The software I used was Cura, which is apparently RepG and Skein packaged into a neat thing with a UI. That installed in a breeze and I was up and running in a matter of minutes software wise.

One problem that arose was that the Marlin firmware that Cura wants you to download and upgrade to has inverted limit switches on some axes to the ones indicated on the laser etching on the Ultimaker panels and what the Ultimaker guide tells you to connect the switches as. I don't know why, but I found out during the machine function check in the wizard. Unfortunately it seemed to have some problem with function checking the Z axis switches (the test terminates before it does those checks oddly enough) so I ran the machine then found out that the Z axis was wrong AFTER it made a hideous noise from homing but finding itself locked out of home and forcing itself into the top Z switch ad infinitum in an attempt get there. No damage done though, turned it all off and inverted it and whatnot and everything was fine after that.

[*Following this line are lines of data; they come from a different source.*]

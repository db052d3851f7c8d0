use std::path::Path;

use serde::{Deserialize, Serialize};

use crate::error::SyncError;

/// Top-level engine configuration. Every field has a default so a partial
/// JSON file only needs to name what it overrides.
#[derive(Debug, Clone, Default, PartialEq, Serialize, Deserialize)]
#[serde(default)]
pub struct SyncConfig {
    pub trim: TrimConfig,
    pub chunk: ChunkConfig,
    pub reconcile: ReconcileConfig,
    pub prosody: ProsodyConfig,
    pub refine: RefineConfig,
    pub cascade: CascadeConfig,
}

impl SyncConfig {
    pub fn load(path: &Path) -> Result<Self, SyncError> {
        let data =
            std::fs::read_to_string(path).map_err(|e| SyncError::io("read sync config", e))?;
        serde_json::from_str(&data).map_err(|e| SyncError::json("parse sync config", e))
    }
}

/// Leading-silence detection applied before acoustic alignment.
#[derive(Debug, Clone, PartialEq, Serialize, Deserialize)]
#[serde(default)]
pub struct TrimConfig {
    pub enabled: bool,
    pub min_intro_sec: f64,
    pub preroll_sec: f64,
    pub sustained_frames: usize,
    /// RMS hop expressed in seconds (2048 samples at 44.1 kHz).
    pub hop_sec: f64,
    pub loud_fraction: f32,
    pub threshold_ratio: f32,
}

impl Default for TrimConfig {
    fn default() -> Self {
        Self {
            enabled: true,
            min_intro_sec: 8.0,
            preroll_sec: 2.0,
            sustained_frames: 15,
            hop_sec: 2048.0 / 44_100.0,
            loud_fraction: 0.2,
            threshold_ratio: 0.08,
        }
    }
}

#[derive(Debug, Clone, PartialEq, Serialize, Deserialize)]
#[serde(default)]
pub struct ChunkConfig {
    pub chunk_duration_sec: f64,
    pub overlap_sec: f64,
}

impl Default for ChunkConfig {
    fn default() -> Self {
        Self {
            chunk_duration_sec: 480.0,
            overlap_sec: 30.0,
        }
    }
}

impl ChunkConfig {
    pub fn step_sec(&self) -> f64 {
        (self.chunk_duration_sec - self.overlap_sec).max(f64::EPSILON)
    }
}

/// Scores and repair thresholds for lyric/transcript reconciliation.
///
/// The DP magnitudes are tuning knobs, not contracts.
#[derive(Debug, Clone, PartialEq, Serialize, Deserialize)]
#[serde(default)]
pub struct ReconcileConfig {
    pub match_score: f32,
    pub mismatch_score: f32,
    pub gap_score: f32,
    pub line_break_skip_score: f32,
    pub min_line_sec: f64,
    pub max_line_sec: f64,
    pub short_line_sec: f64,
    pub long_line_sec: f64,
    pub min_word_sec: f64,
    pub min_sec_per_unit: f64,
    pub max_sec_per_unit: f64,
    pub unmatched_default_sec: f64,
}

impl Default for ReconcileConfig {
    fn default() -> Self {
        Self {
            match_score: 2.0,
            mismatch_score: -1.0,
            gap_score: -1.0,
            line_break_skip_score: 0.0,
            min_line_sec: 1.0,
            max_line_sec: 15.0,
            short_line_sec: 1.5,
            long_line_sec: 6.0,
            min_word_sec: 0.05,
            min_sec_per_unit: 0.15,
            max_sec_per_unit: 1.0,
            unmatched_default_sec: 0.5,
        }
    }
}

#[derive(Debug, Clone, PartialEq, Serialize, Deserialize)]
#[serde(default)]
pub struct ProsodyConfig {
    pub rms_frame_sec: f64,
    pub rms_hop_sec: f64,
    pub local_window_sec: f64,
    pub curve_points: usize,
    pub pitch_chunk_sec: f64,
    pub min_periodicity: f32,
    pub flatness_fft_size: usize,
}

impl Default for ProsodyConfig {
    fn default() -> Self {
        Self {
            rms_frame_sec: 0.128,
            rms_hop_sec: 0.032,
            local_window_sec: 30.0,
            curve_points: 6,
            pitch_chunk_sec: 60.0,
            min_periodicity: 0.5,
            flatness_fft_size: 1024,
        }
    }
}

#[derive(Debug, Clone, PartialEq, Serialize, Deserialize)]
#[serde(default)]
pub struct RefineConfig {
    pub enabled: bool,
    pub hop_sec: f64,
    pub tolerance_sec: f64,
    pub first_word_tolerance_sec: f64,
    /// A line's first word is never moved later if that leaves the line
    /// shorter than this.
    pub min_line_sec: f64,
}

impl Default for RefineConfig {
    fn default() -> Self {
        Self {
            enabled: true,
            hop_sec: 0.016,
            tolerance_sec: 0.15,
            first_word_tolerance_sec: 0.5,
            min_line_sec: 1.0,
        }
    }
}

#[derive(Debug, Clone, PartialEq, Serialize, Deserialize)]
#[serde(default)]
pub struct CascadeConfig {
    /// Vocal range threshold as a fraction of the peak RMS.
    pub vocal_range_ratio: f32,
    pub vocal_range_hop_sec: f64,
    /// Per-line duration used when the song length is unknown.
    pub fallback_line_sec: f64,
    pub default_language: String,
}

impl Default for CascadeConfig {
    fn default() -> Self {
        Self {
            vocal_range_ratio: 0.10,
            vocal_range_hop_sec: 0.032,
            fallback_line_sec: 2.0,
            default_language: "ko".to_string(),
        }
    }
}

Perhaps it would be an idea if the firmware/software makers would code in sanity checks there. If you're moving machine in one direction and suddenly the opposing limit switch turns on for more than ~2mm of estimated travel, somethings gone wrong... duh!

As a test I downloaded a gear for a reprap something or other and scaled it down by half for my first print. At first it didn't work ( no adhesion ) but I adjusted the (very finicky) Z-home switch to make it close enough to stick.

Later I had something that looked like a gear. I have a video actually, but the following screenshot will have to do for the time being:


Click to view full size!


Shortly afterwards I stopped having something that looked like a gear. It appeared that insufficient material was coming out of the extruder, and there wasn't enough outer layer overlap at this scale so the resulting outer ring wasn't actually attached to the inner ring. The second problem was that it was much too well adhered to the blue tape. After mauling the outer ring of teeth (being not attached except for at one point) and a lot of tapping I actually tried to remove the centre two pieces of tape to take the gear off - this wasn't the solution, the tape broke at the edge of the thing I had printed. It was stuck tight and too low profile like a barnacle to a rock to take off.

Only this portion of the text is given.